--- START ---

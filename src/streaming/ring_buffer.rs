//! Frame ring between the render thread and the device callback
//!
//! One producer, one consumer. The ring stores whole interleaved frames, so a
//! reader can never observe half a stereo pair. Storage sits behind a
//! `parking_lot::Mutex`; the frame counters are atomics so the fill level can
//! be polled without taking the lock.

use parking_lot::Mutex;
use std::sync::atomic::{AtomicUsize, Ordering};

/// Largest ring accepted, in samples (512 MB of `f32`).
const MAX_SAMPLES: usize = 512 * 1024 * 1024 / std::mem::size_of::<f32>();

/// Ring construction failure.
#[derive(thiserror::Error, Debug, Clone, PartialEq)]
pub enum RingBufferError {
    /// Zero frames requested
    #[error("ring capacity must be at least one frame")]
    ZeroCapacity,
    /// Zero channels requested
    #[error("ring needs at least one channel")]
    NoChannels,
    /// The rounded capacity does not fit the size limit
    #[error("ring of {frames} frames x {channels} channels exceeds the size limit")]
    TooLarge {
        /// Frames after rounding
        frames: usize,
        /// Channels per frame
        channels: usize,
    },
}

/// Fixed-capacity ring of interleaved frames.
#[derive(Debug)]
pub struct FrameRing {
    samples: Mutex<Vec<f32>>,
    channels: usize,
    capacity: usize,
    mask: usize,
    written: AtomicUsize,
    read: AtomicUsize,
    underruns: AtomicUsize,
}

impl FrameRing {
    /// Ring holding `frames` frames (rounded up to a power of two) of
    /// `channels` samples each.
    pub fn new(frames: usize, channels: u16) -> Result<Self, RingBufferError> {
        if frames == 0 {
            return Err(RingBufferError::ZeroCapacity);
        }
        let channels = channels as usize;
        if channels == 0 {
            return Err(RingBufferError::NoChannels);
        }
        let capacity = frames.next_power_of_two();
        if capacity.saturating_mul(channels) > MAX_SAMPLES {
            return Err(RingBufferError::TooLarge {
                frames: capacity,
                channels,
            });
        }

        Ok(Self {
            samples: Mutex::new(vec![0.0; capacity * channels]),
            channels,
            capacity,
            mask: capacity - 1,
            written: AtomicUsize::new(0),
            read: AtomicUsize::new(0),
            underruns: AtomicUsize::new(0),
        })
    }

    /// Capacity in frames.
    pub fn capacity(&self) -> usize {
        self.capacity
    }

    /// Samples per frame.
    pub fn channels(&self) -> usize {
        self.channels
    }

    /// Frames waiting for the consumer.
    pub fn queued(&self) -> usize {
        let written = self.written.load(Ordering::Acquire);
        let read = self.read.load(Ordering::Acquire);
        written.wrapping_sub(read)
    }

    /// Frames the producer can still push. One slot always stays free.
    pub fn free(&self) -> usize {
        self.capacity - self.queued() - 1
    }

    /// Push whole frames from `interleaved`; a trailing partial frame is
    /// ignored. Returns the number of frames stored.
    pub fn push(&self, interleaved: &[f32]) -> usize {
        let count = (interleaved.len() / self.channels).min(self.free());
        if count == 0 {
            return 0;
        }
        let start = self.written.load(Ordering::Acquire);
        {
            let mut samples = self.samples.lock();
            for (slot, offset, frames) in self.segments(start, count) {
                let dst = slot * self.channels;
                let src = offset * self.channels;
                let len = frames * self.channels;
                samples[dst..dst + len].copy_from_slice(&interleaved[src..src + len]);
            }
        }
        self.written
            .store(start.wrapping_add(count), Ordering::Release);
        count
    }

    /// Pop whole frames into `out`. Returns the number of frames copied.
    ///
    /// Finding the ring empty counts as an underrun.
    pub fn pop(&self, out: &mut [f32]) -> usize {
        let count = (out.len() / self.channels).min(self.queued());
        if count == 0 {
            if out.len() >= self.channels {
                self.underruns.fetch_add(1, Ordering::Relaxed);
            }
            return 0;
        }
        let start = self.read.load(Ordering::Acquire);
        {
            let samples = self.samples.lock();
            for (slot, offset, frames) in self.segments(start, count) {
                let src = slot * self.channels;
                let dst = offset * self.channels;
                let len = frames * self.channels;
                out[dst..dst + len].copy_from_slice(&samples[src..src + len]);
            }
        }
        self.read.store(start.wrapping_add(count), Ordering::Release);
        count
    }

    /// Contiguous `(slot, offset, frames)` runs covering `count` frames from
    /// the running position `start`. `offset` is the frame offset on the
    /// caller's side. Two runs when the range wraps.
    fn segments(
        &self,
        start: usize,
        count: usize,
    ) -> impl Iterator<Item = (usize, usize, usize)> {
        let first = start & self.mask;
        let head = count.min(self.capacity - first);
        let tail = count - head;
        std::iter::once((first, 0, head)).chain((tail > 0).then_some((0, head, tail)))
    }

    /// Drop everything queued.
    pub fn clear(&self) {
        let _guard = self.samples.lock();
        let written = self.written.load(Ordering::Acquire);
        self.read.store(written, Ordering::Release);
    }

    /// Whether nothing is queued.
    pub fn is_empty(&self) -> bool {
        self.queued() == 0
    }

    /// Times the consumer found the ring empty.
    pub fn underruns(&self) -> usize {
        self.underruns.load(Ordering::Relaxed)
    }

    /// Fill level, 0.0 to 1.0
    pub fn fill_ratio(&self) -> f32 {
        self.queued() as f32 / self.capacity as f32
    }
}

--- END ---

_ABOUT THIS EXERCISE_. Transcribe all of the data above, keeping each line exactly as it stands.

_ANSWER TO THIS TASK_.
filename src/streaming/ring_buffer.rs
//! Frame ring between the render thread and the device callback
//!
//! One producer, one consumer. The ring stores whole interleaved frames, so a
//! reader can never observe half a stereo pair. Storage sits behind a
//! `parking_lot::Mutex`; the frame counters are atomics so the fill level can
//! be polled without taking the lock.

use parking_lot::Mutex;
use std::sync::atomic::{AtomicUsize, Ordering};

/// Largest ring accepted, in samples (512 MB of `f32`).
const MAX_SAMPLES: usize = 512 * 1024 * 1024 / std::mem::size_of::<f32>();

/// Ring construction failure.
#[derive(thiserror::Error, Debug, Clone, PartialEq)]
pub enum RingBufferError {
    /// Zero frames requested
    #[error("ring capacity must be at least one frame")]
    ZeroCapacity,
    /// Zero channels requested
    #[error("ring needs at least one channel")]
    NoChannels,
    /// The rounded capacity does not fit the size limit
    #[error("ring of {frames} frames x {channels} channels exceeds the size limit")]
    TooLarge {
        /// Frames after rounding
        frames: usize,
        /// Channels per frame
        channels: usize,
    },
}

/// Fixed-capacity ring of interleaved frames.
#[derive(Debug)]
pub struct FrameRing {
    samples: Mutex<Vec<f32>>,
    channels: usize,
    capacity: usize,
    mask: usize,
    written: AtomicUsize,
    read: AtomicUsize,
    underruns: AtomicUsize,
}

impl FrameRing {
    /// Ring holding `frames` frames (rounded up to a power of two) of
    /// `channels` samples each.
    pub fn new(frames: usize, channels: u16) -> Result<Self, RingBufferError> {
        if frames == 0 {
            return Err(RingBufferError::ZeroCapacity);
        }
        let channels = channels as usize;
        if channels == 0 {
            return Err(RingBufferError::NoChannels);
        }
        let capacity = frames.next_power_of_two();
        if capacity.saturating_mul(channels) > MAX_SAMPLES {
            return Err(RingBufferError::TooLarge {
                frames: capacity,
                channels,
            });
        }

        Ok(Self {
            samples: Mutex::new(vec![0.0; capacity * channels]),
            channels,
            capacity,
            mask: capacity - 1,
            written: AtomicUsize::new(0),
            read: AtomicUsize::new(0),
            underruns: AtomicUsize::new(0),
        })
    }

    /// Capacity in frames.
    pub fn capacity(&self) -> usize {
        self.capacity
    }

    /// Samples per frame.
    pub fn channels(&self) -> usize {
        self.channels
    }

    /// Frames waiting for the consumer.
    pub fn queued(&self) -> usize {
        let written = self.written.load(Ordering::Acquire);
        let read = self.read.load(Ordering::Acquire);
        written.wrapping_sub(read)
    }

    /// Frames the producer can still push. One slot always stays free.
    pub fn free(&self) -> usize {
        self.capacity - self.queued() - 1
    }

    /// Push whole frames from `interleaved`; a trailing partial frame is
    /// ignored. Returns the number of frames stored.
    pub fn push(&self, interleaved: &[f32]) -> usize {
        let count = (interleaved.len() / self.channels).min(self.free());
        if count == 0 {
            return 0;
        }
        let start = self.written.load(Ordering::Acquire);
        {
            let mut samples = self.samples.lock();
            for (slot, offset, frames) in self.segments(start, count) {
                let dst = slot * self.channels;
                let src = offset * self.channels;
                let len = frames * self.channels;
                samples[dst..dst + len].copy_from_slice(&interleaved[src..src + len]);
            }
        }
        self.written
            .store(start.wrapping_add(count), Ordering::Release);
        count
    }

    /// Pop whole frames into `out`. Returns the number of frames copied.
    ///
    /// Finding the ring empty counts as an underrun.
    pub fn pop(&self, out: &mut [f32]) -> usize {
        let count = (out.len() / self.channels).min(self.queued());
        if count == 0 {
            if out.len() >= self.channels {
                self.underruns.fetch_add(1, Ordering::Relaxed);
            }
            return 0;
        }
        let start = self.read.load(Ordering::Acquire);
        {
            let samples = self.samples.lock();
            for (slot, offset, frames) in self.segments(start, count) {
                let src = slot * self.channels;
                let dst = offset * self.channels;
                let len = frames * self.channels;
                out[dst..dst + len].copy_from_slice(&samples[src..src + len]);
            }
        }
        self.read.store(start.wrapping_add(count), Ordering::Release);
        count
    }

    /// Contiguous `(slot, offset, frames)` runs covering `count` frames from
    /// the running position `start`. `offset` is the frame offset on the
    /// caller's side. Two runs when the range wraps.
    fn segments(
        &self,
        start: usize,
        count: usize,
    ) -> impl Iterator<Item = (usize, usize, usize)> {
        let first = start & self.mask;
        let head = count.min(self.capacity - first);
        let tail = count - head;
        std::iter::once((first, 0, head)).chain((tail > 0).then_some((0, head, tail)))
    }

    /// Drop everything queued.
    pub fn clear(&self) {
        let _guard = self.samples.lock();
        let written = self.written.load(Ordering::Acquire);
        self.read.store(written, Ordering::Release);
    }

    /// Whether nothing is queued.
    pub fn is_empty(&self) -> bool {
        self.queued() == 0
    }

    /// Times the consumer found the ring empty.
    pub fn underruns(&self) -> usize {
        self.underruns.load(Ordering::Relaxed)
    }

    /// Fill level, 0.0 to 1.0
    pub fn fill_ratio(&self) -> f32 {
        self.queued() as f32 / self.capacity as f32
    }
}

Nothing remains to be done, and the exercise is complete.